Hi!
I am trying to do a decision tree using my implementation of ID3 but I am having some problems with one of my functions.
For example, I have the following data frame:
julia> df
14×6 DataFrame
Row │ pa as ic aa oa af
│ String7 String7 String7 String3 String3 String3
─────┼──────────────────────────────────────────────────────
1 │ alta alto alto no no si
2 │ alta alto alto si no si
3 │ baja alto bajo no no si
4 │ media alto alto no si no
5 │ media bajo alto si si no
6 │ baja bajo alto si si si
7 │ alta bajo alto si no si
8 │ alta bajo bajo no si si
9 │ alta alto bajo si si no
10 │ baja bajo alto si si si
11 │ media bajo bajo si si si
12 │ alta bajo alto si si no
13 │ baja alto alto si si si
14 │ baja alto bajo no no si
The class is af
. From within my code I wrote a function that “creates” a tree, although it is not done properly, but it gets the job done for my purposes.

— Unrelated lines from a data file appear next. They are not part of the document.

use std::collections::{BTreeMap, BTreeSet};
use std::fmt;

use chrono::NaiveDate;
use serde::{Deserialize, Serialize};

use super::table::DeliveryDataset;
use crate::schema::DeliveryRecord;

// ---------------------------------------------------------------------------
// Dimension – a categorical column a filter can select on
// ---------------------------------------------------------------------------

/// Categorical dimensions offered as set-membership filters.
#[derive(Debug, Clone, Copy, PartialEq, Eq, PartialOrd, Ord, Hash, Serialize, Deserialize)]
#[serde(rename_all = "snake_case")]
pub enum Dimension {
    Traffic,
    VehicleType,
    OrderType,
    City,
    Weather,
}

impl Dimension {
    pub const ALL: [Dimension; 5] = [
        Dimension::Traffic,
        Dimension::VehicleType,
        Dimension::OrderType,
        Dimension::City,
        Dimension::Weather,
    ];

    /// The record's value along this dimension.
    pub fn value<'r>(&self, record: &'r DeliveryRecord) -> &'r str {
        match self {
            Dimension::Traffic => &record.traffic,
            Dimension::VehicleType => &record.vehicle_type,
            Dimension::OrderType => &record.order_type,
            Dimension::City => &record.city,
            Dimension::Weather => &record.weather,
        }
    }

    /// Source column backing this dimension.
    pub fn column(&self) -> &'static str {
        use crate::schema::columns;
        match self {
            Dimension::Traffic => columns::TRAFFIC,
            Dimension::VehicleType => columns::VEHICLE_TYPE,
            Dimension::OrderType => columns::ORDER_TYPE,
            Dimension::City => columns::CITY,
            Dimension::Weather => columns::WEATHER,
        }
    }
}

impl fmt::Display for Dimension {
    fn fmt(&self, f: &mut fmt::Formatter<'_>) -> fmt::Result {
        let label = match self {
            Dimension::Traffic => "traffic",
            Dimension::VehicleType => "vehicle type",
            Dimension::OrderType => "order type",
            Dimension::City => "city",
            Dimension::Weather => "weather",
        };
        f.write_str(label)
    }
}

// ---------------------------------------------------------------------------
// DeliveryFilter – conjunctive predicate over the prepared table
// ---------------------------------------------------------------------------

/// Row predicate combining an inclusive date upper bound with per-dimension
/// selections.
///
/// A row passes when it passes every constraint (AND across dimensions) and
/// its value is one of the selected values of each constrained dimension
/// (OR within a dimension). A dimension without a selection does not
/// constrain; a dimension whose selection is empty rejects every row.
#[derive(Debug, Clone, Default, PartialEq, Eq, Serialize, Deserialize)]
pub struct DeliveryFilter {
    /// Keep orders placed on or before this date.
    pub until: Option<NaiveDate>,
    /// Selected values per constrained dimension.
    pub selections: BTreeMap<Dimension, BTreeSet<String>>,
}

impl DeliveryFilter {
    /// A filter that keeps every row.
    pub fn new() -> Self {
        Self::default()
    }

    /// Set the inclusive date upper bound.
    pub fn until(mut self, date: NaiveDate) -> Self {
        self.until = Some(date);
        self
    }

    /// Restrict `dimension` to `values`, replacing any earlier selection.
    pub fn select<I, S>(mut self, dimension: Dimension, values: I) -> Self
    where
        I: IntoIterator<Item = S>,
        S: Into<String>,
    {
        self.selections
            .insert(dimension, values.into_iter().map(Into::into).collect());
        self
    }

    /// Whether a single record passes.
    pub fn matches(&self, record: &DeliveryRecord) -> bool {
        if let Some(until) = self.until {
            if record.order_date > until {
                return false;
            }
        }
        self.selections
            .iter()
            .all(|(dimension, selected)| selected.contains(dimension.value(record)))
    }
}

// ---------------------------------------------------------------------------
// FilterOptions – what a sidebar would offer for a dataset
// ---------------------------------------------------------------------------

/// The values each filter can take on a given dataset.
#[derive(Debug, Clone, Default, Serialize, Deserialize)]
pub struct FilterOptions {
    /// Earliest order date.
    pub first_date: Option<NaiveDate>,
    /// Latest order date; the default upper bound.
    pub last_date: Option<NaiveDate>,
    /// Sorted unique values per dimension.
    pub values: BTreeMap<Dimension, BTreeSet<String>>,
}

impl FilterOptions {
    /// Collect the unique values and date range of a dataset.
    pub fn from_dataset(dataset: &DeliveryDataset) -> Self {
        let mut values: BTreeMap<Dimension, BTreeSet<String>> = Dimension::ALL
            .iter()
            .map(|d| (*d, BTreeSet::new()))
            .collect();

        for record in dataset {
            for (dimension, seen) in values.iter_mut() {
                let value = dimension.value(record);
                if !seen.contains(value) {
                    seen.insert(value.to_string());
                }
            }
        }

        let range = dataset.date_range();
        Self {
            first_date: range.map(|(first, _)| first),
            last_date: range.map(|(_, last)| last),
            values,
        }
    }

    /// Unique values for one dimension.
    pub fn values_for(&self, dimension: Dimension) -> impl Iterator<Item = &str> {
        self.values
            .get(&dimension)
            .into_iter()
            .flat_map(|set| set.iter().map(String::as_str))
    }

    /// The default filter: everything selected, bounded by the last date.
    pub fn select_all(&self) -> DeliveryFilter {
        DeliveryFilter {
            until: self.last_date,
            selections: self.values.clone(),
        }
    }
}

First, I load the database file:
julia> df = dt.read_database("data/administar_farmaco.csv"; dropcols=[:n])
Then I can just generate the tree as:
julia> tree = dt.tree("af", df)
4-element Vector{Any}:
"pa"
Any[InlineStrings.String7("alta"), "oa", Any[InlineStrings.String3("no"), InlineStrings.String3["si"]], Any[InlineStrings.String3("si"), "aa", Any[InlineStrings.String3("no"), InlineStrings.String3["si"]], Any[InlineStrings.String3("si"), InlineStrings.String3["no"]]]]
Any[InlineStrings.String7("baja"), InlineStrings.String3["si"]]

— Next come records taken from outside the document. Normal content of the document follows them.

use chrono::NaiveDate;

use super::filter::DeliveryFilter;
use crate::schema::DeliveryRecord;

/// A prepared delivery table.
///
/// Row positions are the 0-based index: they are contiguous and follow the
/// source order.
#[derive(Debug, Clone, Default, PartialEq)]
pub struct DeliveryDataset {
    records: Vec<DeliveryRecord>,
}

impl DeliveryDataset {
    /// Wrap prepared records, keeping their order.
    pub fn from_records(records: Vec<DeliveryRecord>) -> Self {
        Self { records }
    }

    /// Number of rows.
    pub fn len(&self) -> usize {
        self.records.len()
    }

    /// Whether the dataset has no rows.
    pub fn is_empty(&self) -> bool {
        self.records.is_empty()
    }

    pub fn records(&self) -> &[DeliveryRecord] {
        &self.records
    }

    pub fn iter(&self) -> impl Iterator<Item = &DeliveryRecord> {
        self.records.iter()
    }

    /// Row at a 0-based position.
    pub fn get(&self, index: usize) -> Option<&DeliveryRecord> {
        self.records.get(index)
    }

    /// Earliest and latest order date, if any rows exist.
    pub fn date_range(&self) -> Option<(NaiveDate, NaiveDate)> {
        let min = self.records.iter().map(|r| r.order_date).min()?;
        let max = self.records.iter().map(|r| r.order_date).max()?;
        Some((min, max))
    }

    /// A new dataset holding the rows that pass `filter`, renumbered from 0.
    pub fn filter(&self, filter: &DeliveryFilter) -> DeliveryDataset {
        let records = self
            .records
            .iter()
            .filter(|r| filter.matches(r))
            .cloned()
            .collect();
        DeliveryDataset { records }
    }

    pub fn into_records(self) -> Vec<DeliveryRecord> {
        self.records
    }
}

impl<'a> IntoIterator for &'a DeliveryDataset {
    type Item = &'a DeliveryRecord;
    type IntoIter = std::slice::Iter<'a, DeliveryRecord>;

    fn into_iter(self) -> Self::IntoIter {
        self.records.iter()
    }
}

Any[InlineStrings.String7("media"), "ic", Any[InlineStrings.String7("alto"), InlineStrings.String3["no"]], Any[InlineStrings.String7("bajo"), InlineStrings.String3["si"]]]
I was able to write a function that takes that output, tree
, and parses it:
julia> dt.preetyprint(tree)
pa
alta
oa
no si
si
aa
no si
si no
baja si
media
ic
alto no
bajo si
Which can be more clearly understood if I just format it a little it by hand as:
pa
|--- alta
|--- oa
|--- no --- si
|--- si
|--- aa
|--- no --- si
|--- si --- no
|--- baja --- si
|--- media
| --- ic
|--- alto --- no
|--- bajo --- si
It’s not pretty haha but it gets the job done to allow me to visualize the decision tree.
The problem is that I wanted to create a dictionary in the first place where each entry was another dictionary.
I found something similar to what I want to achieve here in this kaggle notebook written in Python.
The owner of that notebook achieved to have each key of each dictionary as a node of the tree I showed above. The image attached below shows what I mean.
Here is my code attached: DecisionTrees.jl (5.4 KB)
Currently, I have a function that attempts to create a dictionary of dictionaries but… Well, I couldn’t figure it out. I called that function tree_dict
for lack of a better name.
Can anyone point me in the right direction on how could I implement it with my current code?